I just tested exec and it works in Python 2.6.2

>>> def test():
...     exec "a = 5"
...     print a
...
>>> test()
5

If you are using Python 3.x, it does not work anymore because locals are optimized as an array at runtime, instead of using a dictionary.

When Python detects the "exec statement", it will force Python to switch local storage from array to dictionary. However since "exec" is a function in Python 3.x, the compiler cannot make this distinction since the user could have done something like "exec = 123".
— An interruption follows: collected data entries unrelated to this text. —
use anyhow::{anyhow, bail};
use chrono::NaiveDate;
use serde::{Deserialize, Serialize};
use std::fmt;
use std::str::FromStr;
use uuid::Uuid;

/// The fixed mood enumeration. Variant order is load-bearing: dominant-mood
/// ties resolve to the first variant in this order.
#[derive(Debug, Clone, Copy, PartialEq, Eq, PartialOrd, Ord, Hash, Serialize, Deserialize)]
#[serde(rename_all = "lowercase")]
pub enum Mood {
    Happy,
    Calm,
    Tired,
    Anxious,
    Focused,
    Neutral,
    Excited,
    Sad,
}

impl Mood {
    pub const ALL: [Mood; 8] = [
        Mood::Happy,
        Mood::Calm,
        Mood::Tired,
        Mood::Anxious,
        Mood::Focused,
        Mood::Neutral,
        Mood::Excited,
        Mood::Sad,
    ];

    /// Moods treated as positive by streak, trend, and activity-correlation
    /// logic.
    pub const POSITIVE: [Mood; 4] = [Mood::Happy, Mood::Calm, Mood::Excited, Mood::Focused];

    pub fn is_positive(self) -> bool {
        Self::POSITIVE.contains(&self)
    }

    pub fn as_str(self) -> &'static str {
        match self {
            Mood::Happy => "happy",
            Mood::Calm => "calm",
            Mood::Tired => "tired",
            Mood::Anxious => "anxious",
            Mood::Focused => "focused",
            Mood::Neutral => "neutral",
            Mood::Excited => "excited",
            Mood::Sad => "sad",
        }
    }

    /// Descriptive adjective used by the weekly-insight sentences.
    pub fn adjective(self) -> &'static str {
        match self {
            Mood::Happy => "joyful",
            Mood::Calm => "peaceful",
            Mood::Tired => "weary",
            Mood::Anxious => "tense",
            Mood::Focused => "concentrated",
            Mood::Neutral => "balanced",
            Mood::Excited => "energized",
            Mood::Sad => "tender",
        }
    }

    pub fn emoji(self) -> &'static str {
        match self {
            Mood::Happy => "😊",
            Mood::Calm => "😌",
            Mood::Tired => "😴",
            Mood::Anxious => "😰",
            Mood::Focused => "🎯",
            Mood::Neutral => "😐",
            Mood::Excited => "🤩",
            Mood::Sad => "😢",
        }
    }
}

impl fmt::Display for Mood {
    fn fmt(&self, f: &mut fmt::Formatter<'_>) -> fmt::Result {
        f.write_str(self.as_str())
    }
}

impl FromStr for Mood {
    type Err = anyhow::Error;

    fn from_str(raw: &str) -> Result<Self, Self::Err> {
        Mood::ALL
            .into_iter()
            .find(|mood| mood.as_str() == raw.trim().to_lowercase())
            .ok_or_else(|| anyhow!("Unknown mood: {raw}. Expected one of: happy, calm, tired, anxious, focused, neutral, excited, sad"))
    }
}

/// A day is partitioned into exactly these three slots.
#[derive(Debug, Clone, Copy, PartialEq, Eq, Hash, Serialize, Deserialize)]
#[serde(rename_all = "lowercase")]
pub enum TimeOfDay {
    Morning,
    Afternoon,
    Evening,
}

impl TimeOfDay {
    pub const ALL: [TimeOfDay; 3] = [TimeOfDay::Morning, TimeOfDay::Afternoon, TimeOfDay::Evening];

    pub fn as_str(self) -> &'static str {
        match self {
            TimeOfDay::Morning => "morning",
            TimeOfDay::Afternoon => "afternoon",
            TimeOfDay::Evening => "evening",
        }
    }

    /// The slot a wall-clock hour falls into; used to pre-select the
    /// interactive prompt default.
    pub fn from_hour(hour: u32) -> Self {
        match hour {
            0..=11 => TimeOfDay::Morning,
            12..=17 => TimeOfDay::Afternoon,
            _ => TimeOfDay::Evening,
        }
    }
}

impl fmt::Display for TimeOfDay {
    fn fmt(&self, f: &mut fmt::Formatter<'_>) -> fmt::Result {
        f.write_str(self.as_str())
    }
}

impl FromStr for TimeOfDay {
    type Err = anyhow::Error;

    fn from_str(raw: &str) -> Result<Self, Self::Err> {
        Self::ALL
            .into_iter()
            .find(|slot| slot.as_str() == raw.trim().to_lowercase())
            .ok_or_else(|| anyhow!("Unknown time of day: {raw}. Expected morning, afternoon, or evening"))
    }
}

/// The fixed activity catalog.
#[derive(Debug, Clone, Copy, PartialEq, Eq, Hash, Serialize, Deserialize)]
#[serde(rename_all = "lowercase")]
pub enum Activity {
    Work,
    Social,
    Exercise,
    Creative,
    Rest,
    Nature,
    Learning,
    Family,
}

impl Activity {
    pub const ALL: [Activity; 8] = [
        Activity::Work,
        Activity::Social,
        Activity::Exercise,
        Activity::Creative,
        Activity::Rest,
        Activity::Nature,
        Activity::Learning,
        Activity::Family,
    ];

    pub fn as_str(self) -> &'static str {
        match self {
            Activity::Work => "work",
            Activity::Social => "social",
            Activity::Exercise => "exercise",
            Activity::Creative => "creative",
            Activity::Rest => "rest",
            Activity::Nature => "nature",
            Activity::Learning => "learning",
            Activity::Family => "family",
        }
    }

    pub fn display_name(self) -> &'static str {
        match self {
            Activity::Work => "Work",
            Activity::Social => "Time with others",
            Activity::Exercise => "Exercise",
            Activity::Creative => "Creative time",
            Activity::Rest => "Rest",
            Activity::Nature => "Being in nature",
            Activity::Learning => "Learning",
            Activity::Family => "Family time",
        }
    }
}

impl fmt::Display for Activity {
    fn fmt(&self, f: &mut fmt::Formatter<'_>) -> fmt::Result {
        f.write_str(self.as_str())
    }
}

impl FromStr for Activity {
    type Err = anyhow::Error;

    fn from_str(raw: &str) -> Result<Self, Self::Err> {
        Self::ALL
            .into_iter()
            .find(|activity| activity.as_str() == raw.trim().to_lowercase())
            .ok_or_else(|| anyhow!("Unknown activity: {raw}. Expected one of: work, social, exercise, creative, rest, nature, learning, family"))
    }
}

/// One logged observation. Persisted with camelCase keys to match the
/// on-device record layout.
#[derive(Debug, Clone, PartialEq, Serialize, Deserialize)]
#[serde(rename_all = "camelCase")]
pub struct MoodEntry {
    pub id: Uuid,
    pub date: NaiveDate,
    pub time_of_day: TimeOfDay,
    pub mood: Mood,
    #[serde(default, skip_serializing_if = "Option::is_none")]
    pub emotion_tag: Option<String>,
    #[serde(default, skip_serializing_if = "Option::is_none")]
    pub note: Option<String>,
    #[serde(default, skip_serializing_if = "Vec::is_empty")]
    pub activities: Vec<Activity>,
    #[serde(default, skip_serializing_if = "Option::is_none")]
    pub energy_level: Option<u8>,
    /// Creation instant in epoch milliseconds. Distinct from `date`: window
    /// filters use this, calendar grouping uses `date`.
    pub timestamp: i64,
}

/// Caller-supplied fields of an entry; `id` and `timestamp` are assigned by
/// the store at save time.
#[derive(Debug, Clone)]
pub struct NewEntry {
    pub date: NaiveDate,
    pub time_of_day: TimeOfDay,
    pub mood: Mood,
    pub emotion_tag: Option<String>,
    pub note: Option<String>,
    pub activities: Vec<Activity>,
    pub energy_level: Option<u8>,
}

impl NewEntry {
    pub fn validate(&self) -> anyhow::Result<()> {
        if let Some(level) = self.energy_level {
            if !(1..=5).contains(&level) {
                bail!("Energy level must be between 1 and 5, got {level}");
            }
        }
        Ok(())
    }
}

/// The moods that fed each segment of a rendered story, after forward-fill.
#[derive(Debug, Clone, Copy, PartialEq, Serialize, Deserialize)]
pub struct SlotMoods {
    pub morning: Mood,
    pub afternoon: Mood,
    pub evening: Mood,
}

/// The rendered narrative for one calendar date. At most one per date;
/// writes replace wholesale.
#[derive(Debug, Clone, PartialEq, Serialize, Deserialize)]
#[serde(rename_all = "camelCase")]
pub struct DayStory {
    pub date: NaiveDate,
    pub morning: String,
    pub afternoon: String,
    pub evening: String,
    pub summary: String,
    pub moods: SlotMoods,
    #[serde(default, skip_serializing_if = "Vec::is_empty")]
    pub activities: Vec<Activity>,
    #[serde(default, skip_serializing_if = "Option::is_none")]
    pub average_energy: Option<f64>,
    #[serde(default, skip_serializing_if = "Vec::is_empty")]
    pub notes: Vec<String>,
}

#[derive(Debug, Clone, Copy, PartialEq, Eq, Serialize)]
#[serde(rename_all = "lowercase")]
pub enum PatternKind {
    Time,
    Activity,
    Energy,
    Streak,
    Trend,
}

/// A tagged detection result surfaced in the weekly insights view.
#[derive(Debug, Clone, Serialize)]
pub struct PatternInsight {
    pub kind: PatternKind,
    pub title: String,
    pub description: String,
    pub icon: String,
}

#[derive(Debug, Clone, Copy, PartialEq, Eq, Serialize)]
#[serde(rename_all = "lowercase")]
pub enum StreakKind {
    Logging,
    Mood,
}

#[derive(Debug, Clone, Serialize)]
pub struct StreakInfo {
    pub kind: StreakKind,
    pub count: u32,
    pub description: String,
}

/// Derived weekly report. Recomputed fresh on every request, never stored.
#[derive(Debug, Clone, Serialize)]
#[serde(rename_all = "camelCase")]
pub struct WeeklyInsight {
    pub dominant_mood: Mood,
    /// All 8 moods are present, zero-default, in enumeration order.
    pub mood_counts: Vec<(Mood, u32)>,
    pub insights: Vec<String>,
    pub patterns: Vec<PatternInsight>,
    pub streaks: Vec<StreakInfo>,
}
http://bugs.python.org/issue4831

To modify the locals of a function on the fly is not possible without several consequences: normally, function locals are not stored in a dictionary, but an array, whose indices are determined at compile time from the known locales. This collides at least with new locals added by exec. The old exec statement circumvented this, because the compiler knew that if an exec without globals/locals args occurred in a function, that namespace would be "unoptimized", i.e. not using the locals array. Since exec() is now a normal function, the compiler does not know what "exec" may be bound to, and therefore can not treat is specially.